FIG. 8C is an enlarged view of each label illustrated in FIG. 8A;

FIG. 8D is an enlarged view of each label illustrated in FIG. 8A;

FIG. 9A is a flowchart for explaining a process executed by the printing device to transfer an adhesive to only the leading end of a thermo-sensitive tape;

FIG. 9B is a diagram illustrating an operation condition of the thermo-sensitive tape;

FIG. 9C is a diagram illustrating head UP/DOWN conditions, transfer ON/OFF conditions, motor deactivation/rotation/reverse rotation conditions, and home sensor ON/OFF conditions;

FIG. 10A is a flowchart for explaining a process executed by the printing device to transfer an adhesive to the whole rear surface of a thermo-sensitive tape;

FIG. 10B is a diagram illustrating an operation condition of the thermo-sensitive tape; and

FIG. 10C is a diagram illustrating head UP/DOWN conditions, transfer ON/OFF conditions, motor deactivation/rotation/reverse rotation conditions, and home sensor ON/OFF conditions.

DETAILED DESCRIPTION

An explanation will be given of an embodiment of the present invention in detail with reference to the accompanying drawings.

First Embodiment

FIG. 1A is a perspective external view of a printing device according to a first embodiment of the present invention, and FIG. 1B is a diagram illustrating a rolled thermo-sensitive tape loaded in this printing device.

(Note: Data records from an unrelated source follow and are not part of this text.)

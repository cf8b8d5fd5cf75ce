use bytes::{Buf, BufMut, BytesMut};
use num_enum::{IntoPrimitive, TryFromPrimitive};
use crate::error::ProtocolError;
use crate::util::buf::BufExt;

/// Marks the start of every request header. A header-sized block that does not start with this
///  value is discarded by the receiver.
pub const HEADER_SENTINEL: i32 = -1;

#[derive(Debug, Copy, Clone, Eq, PartialEq, TryFromPrimitive, IntoPrimitive)]
#[repr(i8)]
pub enum RequestKind {
    CloseConnection = 0,
    AckRequest = 1,
    EchoRequest = 2,
    ThroughputMetricsRequest = 3,
}

/// The fixed-size header preceding every request:
///
/// ```ascii
///  0: sentinel (i32 BE, always HEADER_SENTINEL)
///  4: request kind (i8)
///  5: total byte count (i32 BE) - the number of payload bytes following the header
///  9: chunk size (i32 BE) - the payload is sent and answered in chunks of this size, the last
///      chunk holding the remainder
/// ```
#[derive(Clone, Debug, PartialEq, Eq)]
pub struct Header {
    pub request_kind: RequestKind,
    pub total_byte_count: i32,
    pub chunk_size: i32,
}

impl Header {
    pub const SERIALIZED_LEN: usize = size_of::<i32>() + size_of::<i8>() + 2*size_of::<i32>();

    pub fn new(request_kind: RequestKind, total_byte_count: i32, chunk_size: i32) -> Header {
        Header {
            request_kind,
            total_byte_count,
            chunk_size,
        }
    }

    pub fn close_connection() -> Header {
        Header::new(RequestKind::CloseConnection, 0, 0)
    }

    pub fn ser(&self, buf: &mut impl BufMut) {
        buf.put_i32(HEADER_SENTINEL);
        buf.put_i8(self.request_kind.into());
        buf.put_i32(self.total_byte_count);
        buf.put_i32(self.chunk_size);
    }

    pub fn to_bytes(&self) -> BytesMut {
        let mut buf = BytesMut::with_capacity(Self::SERIALIZED_LEN);
        self.ser(&mut buf);
        buf
    }

    /// checks if a header-sized block starts with the header sentinel
    pub fn has_sentinel(raw: &[u8]) -> bool {
        raw.len() >= size_of::<i32>() && raw[..size_of::<i32>()] == HEADER_SENTINEL.to_be_bytes()
    }

    /// This is intended to be called after [Header::has_sentinel] confirmed that the buffer starts
    ///  with a header. An unknown request kind is a protocol violation.
    pub fn deser(buf: &mut impl Buf) -> anyhow::Result<Header> {
        let sentinel = buf.checked_get_i32()?;
        if sentinel != HEADER_SENTINEL {
            return Err(ProtocolError::violation(format!("header does not start with the sentinel but with {}", sentinel)).into());
        }

        let raw_kind = buf.checked_get_i8()?;
        let request_kind = RequestKind::try_from(raw_kind)
            .map_err(|_| ProtocolError::violation(format!("unrecognized request kind {}", raw_kind)))?;

        let total_byte_count = buf.checked_get_i32()?;
        let chunk_size = buf.checked_get_i32()?;
        Ok(Header {
            request_kind,
            total_byte_count,
            chunk_size,
        })
    }
}

#[cfg(test)]
mod tests {
    use super::*;
    use rstest::rstest;

    #[rstest]
    #[case::close(RequestKind::CloseConnection, 0, 0)]
    #[case::ack(RequestKind::AckRequest, 1024*1024, 4096)]
    #[case::echo(RequestKind::EchoRequest, 64, 64)]
    #[case::throughput(RequestKind::ThroughputMetricsRequest, 1024, 1024)]
    #[case::max(RequestKind::EchoRequest, i32::MAX, i32::MAX)]
    fn test_ser_deser(#[case] kind: RequestKind, #[case] total: i32, #[case] chunk_size: i32) {
        let original = Header::new(kind, total, chunk_size);

        let buf = original.to_bytes();
        assert_eq!(buf.len(), Header::SERIALIZED_LEN);
        assert!(Header::has_sentinel(&buf));

        let mut b: &[u8] = &buf;
        let deser = Header::deser(&mut b).unwrap();
        assert!(b.is_empty());
        assert_eq!(deser, original);
    }

    #[test]
    fn test_wire_layout() {
        let buf = Header::new(RequestKind::ThroughputMetricsRequest, 0x01020304, 0x0a0b0c0d).to_bytes();
        assert_eq!(buf.as_ref(), &[255,255,255,255, 3, 1,2,3,4, 10,11,12,13]);
        assert_eq!(Header::SERIALIZED_LEN, 13);
    }

    #[rstest]
    #[case::sentinel(&[255,255,255,255, 0,0,0,0,0,0,0,0,0], true)]
    #[case::payload(&[1,2,3,4, 0,0,0,0,0,0,0,0,0], false)]
    #[case::eot(&[255,255,255,254, 0,0,0,0,0,0,0,0,0], false)]
    #[case::short(&[255,255,255], false)]
    fn test_has_sentinel(#[case] raw: &[u8], #[case] expected: bool) {
        assert_eq!(Header::has_sentinel(raw), expected);
    }

    #[rstest]
    #[case::unknown_kind(&[255,255,255,255, 4, 0,0,0,0, 0,0,0,0])]
    #[case::negative_kind(&[255,255,255,255, 255, 0,0,0,0, 0,0,0,0])]
    #[case::no_sentinel(&[0,0,0,0, 1, 0,0,0,0, 0,0,0,0])]
    fn test_deser_violation(#[case] mut raw: &[u8]) {
        let e = Header::deser(&mut raw).unwrap_err();
        assert!(matches!(ProtocolError::of(&e), Some(ProtocolError::ProtocolViolation(_))));
    }

    #[test]
    fn test_deser_truncated() {
        let mut raw: &[u8] = &[255,255,255,255, 1, 0,0];
        assert!(Header::deser(&mut raw).is_err());
    }
}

As illustrated in FIG. 1A, a printing device (hereinafter, also referred to as a device main body) 1 includes a main body casing 3 which is formed in a substantially rectangular shape and which has a decoration groove 2 formed in the outer circumferential surface near the bottom, and a freely openable/closable upper lid 4 provided on the upper opening of the main body casing 3.

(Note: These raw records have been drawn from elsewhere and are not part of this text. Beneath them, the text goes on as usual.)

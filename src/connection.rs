use async_trait::async_trait;
#[cfg(test)] use mockall::automock;
use tracing::{debug, trace, warn};
use crate::error::ProtocolError;
use crate::header::Header;
use crate::util::buf::{BufExt, I32_SIZE, I64_SIZE};

/// A session with exactly one peer, abstracting over the stream and the datagram transport.
///  Request dispatching and measurement operations are written against this trait only.
///
/// Sending or reading on a direction that is not active fails with
///  [ProtocolError::ConnectionInactive] without touching the network.
#[cfg_attr(test, automock)]
#[async_trait]
pub trait Connection: Send {
    async fn send_bytes(&mut self, buf: &[u8]) -> anyhow::Result<()>;

    async fn send_byte(&mut self, b: u8) -> anyhow::Result<()>;

    /// Fill the entire buffer. This either reads exactly `buf.len()` bytes or fails, it never
    ///  returns with a partially filled buffer.
    async fn read_exact(&mut self, buf: &mut [u8]) -> anyhow::Result<()>;

    async fn read_byte(&mut self) -> anyhow::Result<u8>;

    fn is_output_active(&self) -> bool;

    fn is_input_active(&self) -> bool;

    /// Release the underlying socket. Both directions are inactive afterwards, and closing an
    ///  inactive connection is a no-op.
    async fn close(&mut self) -> anyhow::Result<()>;
}

/// Convenience operations built on the primitive [Connection] operations. This is an extension
///  trait rather than provided methods so that mocks of [Connection] do not need to mock them.
#[async_trait]
pub trait ConnectionExt: Connection {
    fn is_connected(&self) -> bool {
        self.is_output_active() && self.is_input_active()
    }

    async fn send_i32(&mut self, value: i32) -> anyhow::Result<()> {
        self.send_bytes(&value.to_be_bytes()).await
    }

    async fn send_i64(&mut self, value: i64) -> anyhow::Result<()> {
        self.send_bytes(&value.to_be_bytes()).await
    }

    async fn read_i32(&mut self) -> anyhow::Result<i32> {
        let mut buf = [0u8; I32_SIZE];
        self.read_exact(&mut buf).await?;
        let mut b: &[u8] = &buf;
        b.checked_get_i32()
    }

    async fn read_i64(&mut self) -> anyhow::Result<i64> {
        let mut buf = [0u8; I64_SIZE];
        self.read_exact(&mut buf).await?;
        let mut b: &[u8] = &buf;
        b.checked_get_i64()
    }

    async fn read_vec(&mut self, len: usize) -> anyhow::Result<Vec<u8>> {
        let mut buf = vec![0u8; len];
        self.read_exact(&mut buf).await?;
        Ok(buf)
    }

    /// read a single byte, failing if it is anything but the expected ACK value
    async fn read_ack(&mut self, ack: u8) -> anyhow::Result<()> {
        let b = self.read_byte().await?;
        if b != ack {
            return Err(ProtocolError::violation(format!("expected ACK {}, received {}", ack, b)).into());
        }
        Ok(())
    }

    async fn send_header(&mut self, header: &Header) -> anyhow::Result<()> {
        trace!("sending header {:?}", header);
        self.send_bytes(&header.to_bytes()).await
    }

    /// Read header-sized blocks until one starts with the header sentinel. Blocks with a
    ///  different start are discarded as a whole - there is no resynchronization within a block.
    async fn read_header(&mut self) -> anyhow::Result<Header> {
        let mut buf = [0u8; Header::SERIALIZED_LEN];
        loop {
            self.read_exact(&mut buf).await?;
            if Header::has_sentinel(&buf) {
                break;
            }
            warn!("discarding {} bytes that do not start with a header sentinel", buf.len());
        }

        let header = Header::deser(&mut &buf[..])?;
        trace!("received header {:?}", header);
        Ok(header)
    }

    /// Tell the peer that the session ends, then close. The peer is notified on a best-effort
    ///  basis: a failure to send the notification is logged and the connection is closed anyway.
    async fn disconnect(&mut self) -> anyhow::Result<()> {
        if self.is_output_active() {
            if let Err(e) = self.send_header(&Header::close_connection()).await {
                warn!("failed to send close connection header: {}", e);
            }
        }
        else {
            debug!("disconnecting an inactive connection - not notifying the peer");
        }
        self.close().await
    }
}

impl <T: Connection + ?Sized> ConnectionExt for T {
}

The top part of the front surface of the main body casing 3 and the front part of the upper lid 4 are respectively cut out partially, and the two cutouts form an ejection port 5 for a tape having undergone a printing. A tape cutter 6 that cuts a tape having undergone a printing is disposed at the upper space near the internal space relative to the ejection port 5, and an ejecting roller 7 that ejects the cut tape from the ejection port 5 is disposed at the lower space that is a downstream side.

A plug jack 8 for a power plug is formed in the side face of the main body casing 3 below the decoration groove 2. A USB jack 9 to be connected with a signal-line USB (Universal Serial Bus) terminal of an external host device and is formed in the front face of the main body casing 3 at the same location as that of the decoration groove 2.

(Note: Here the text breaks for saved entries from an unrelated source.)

//! Client-side measurements. Each operation sends exactly one request and consumes its complete
//!  reply sequence, so operations can be run back to back on the same connection.

use std::time::{Duration, Instant};
use rand::RngCore;
use tracing::debug;
use crate::config::ProbeConfig;
use crate::connection::{Connection, ConnectionExt};
use crate::error::ProtocolError;
use crate::header::{Header, RequestKind};

/// The two legs of a throughput measurement
#[derive(Debug, Copy, Clone, Eq, PartialEq)]
pub struct ThroughputSample {
    /// from sending the payload until the server's ACK arrived, measured by the client
    pub client_to_server: Duration,
    /// from sending the echo until the client's ACK arrived, measured and reported by the server
    pub server_to_client: Duration,
}

fn ensure_connected<C: Connection + ?Sized>(conn: &C) -> anyhow::Result<()> {
    if !conn.is_connected() {
        return Err(ProtocolError::ConnectionInactive.into());
    }
    Ok(())
}

fn wire_size(size: usize) -> anyhow::Result<i32> {
    i32::try_from(size)
        .map_err(|_| anyhow::anyhow!("size {} does not fit into a request header", size))
}

fn random_payload(size: usize, rng: &mut impl RngCore) -> Vec<u8> {
    let mut payload = vec![0u8; size];
    rng.fill_bytes(&mut payload);
    payload
}

/// Round-trip time of a `size` byte message: the time from sending it until its echo was read
///  completely
pub async fn echo_test<C: Connection + ?Sized>(conn: &mut C, size: usize, rng: &mut impl RngCore) -> anyhow::Result<Duration> {
    ensure_connected(conn)?;

    let len = wire_size(size)?;
    conn.send_header(&Header::new(RequestKind::EchoRequest, len, len)).await?;
    let payload = random_payload(size, rng);

    let start = Instant::now();
    conn.send_bytes(&payload).await?;
    let echo = conn.read_vec(size).await?;
    let elapsed = start.elapsed();

    if echo != payload {
        return Err(ProtocolError::violation("echoed payload differs from the payload that was sent").into());
    }
    debug!("echo of {} bytes: {:?}", size, elapsed);
    Ok(elapsed)
}

/// Measure both directions of transferring a `size` byte message
pub async fn throughput_test<C: Connection + ?Sized>(conn: &mut C, config: &ProbeConfig, size: usize, rng: &mut impl RngCore) -> anyhow::Result<ThroughputSample> {
    ensure_connected(conn)?;

    let len = wire_size(size)?;
    conn.send_header(&Header::new(RequestKind::ThroughputMetricsRequest, len, len)).await?;
    let payload = random_payload(size, rng);

    let start = Instant::now();
    conn.send_bytes(&payload).await?;
    conn.read_ack(config.ack).await?;
    let client_to_server = start.elapsed();

    conn.read_vec(size).await?;
    conn.send_byte(config.ack).await?;

    let reported_nanos = conn.read_i64().await?;
    let reported_nanos = u64::try_from(reported_nanos)
        .map_err(|_| ProtocolError::violation(format!("server reported a negative duration of {} ns", reported_nanos)))?;

    let sample = ThroughputSample {
        client_to_server,
        server_to_client: Duration::from_nanos(reported_nanos),
    };
    debug!("throughput with {} bytes: {:?}", size, sample);
    Ok(sample)
}

/// Time sending `total_size` bytes in chunks of `chunk_size` bytes, waiting for the server's ACK
///  after each chunk. The last chunk holds the remainder if `total_size` is not a multiple of
///  `chunk_size`.
///
/// Use this on a [StreamConnection](crate::stream::StreamConnection) only: on the datagram
///  transport, every chunk below the large message threshold would be unprotected against loss.
pub async fn packet_transfer_test<C: Connection + ?Sized>(conn: &mut C, config: &ProbeConfig, total_size: usize, chunk_size: usize, rng: &mut impl RngCore) -> anyhow::Result<Duration> {
    ensure_connected(conn)?;
    if chunk_size == 0 && total_size > 0 {
        return Err(anyhow::anyhow!("chunk size must be positive"));
    }

    conn.send_header(&Header::new(RequestKind::AckRequest, wire_size(total_size)?, wire_size(chunk_size)?)).await?;
    let chunk = random_payload(chunk_size, rng);

    let start = Instant::now();
    let mut num_sent = 0;
    while num_sent < total_size {
        let len = chunk_size.min(total_size - num_sent);
        conn.send_bytes(&chunk[..len]).await?;
        conn.read_ack(config.ack).await?;
        num_sent += len;
    }
    let elapsed = start.elapsed();

    debug!("transfer of {} bytes in chunks of {}: {:?}", total_size, chunk_size, elapsed);
    Ok(elapsed)
}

A printing target member 10 illustrated in FIG. 1B includes a thermo-sensitive tape 11 cut in an elongated tape shape and wound in a roll, and a roll holder 14 that includes a reel 12 inserted in the center of the rolled thermo-sensitive tape 11 and directly holding the thermo-sensitive tape 11, and a reel supporting shaft 13 that supports the reel 12 in a freely rotatable manner.

FIG. 2 is a perspective view illustrating the printing device 1 with the upper lid 4 being rotated upwardly and backwardly and opened. The same component in FIG. 2 as those of FIGS. 1A and 1B will be denoted by the same reference numeral as those of FIGS. 1A and 1B.

As illustrated in FIG. 2, a platen roller 15 is disposed inside the main body casing 3 of the printing device 1 in addition to the ejecting roller 7 and the rolled thermo-sensitive tape 11 of the printing target member 10 illustrated in FIGS. 1A and 1B. A cartridge 16 having a transfer member to be discussed later in detail built therein, and a transfer roller 17 are disposed between the platen roller 15 and the printing target member 10.

In FIG. 2, only the cartridge 16 and the transfer roller 17 are illustrated, and the illustration of the transfer member is omitted. In FIG. 2, moreover, a feeding roller and a winding roller in the cartridge 16 to be discussed later are hidden by other components.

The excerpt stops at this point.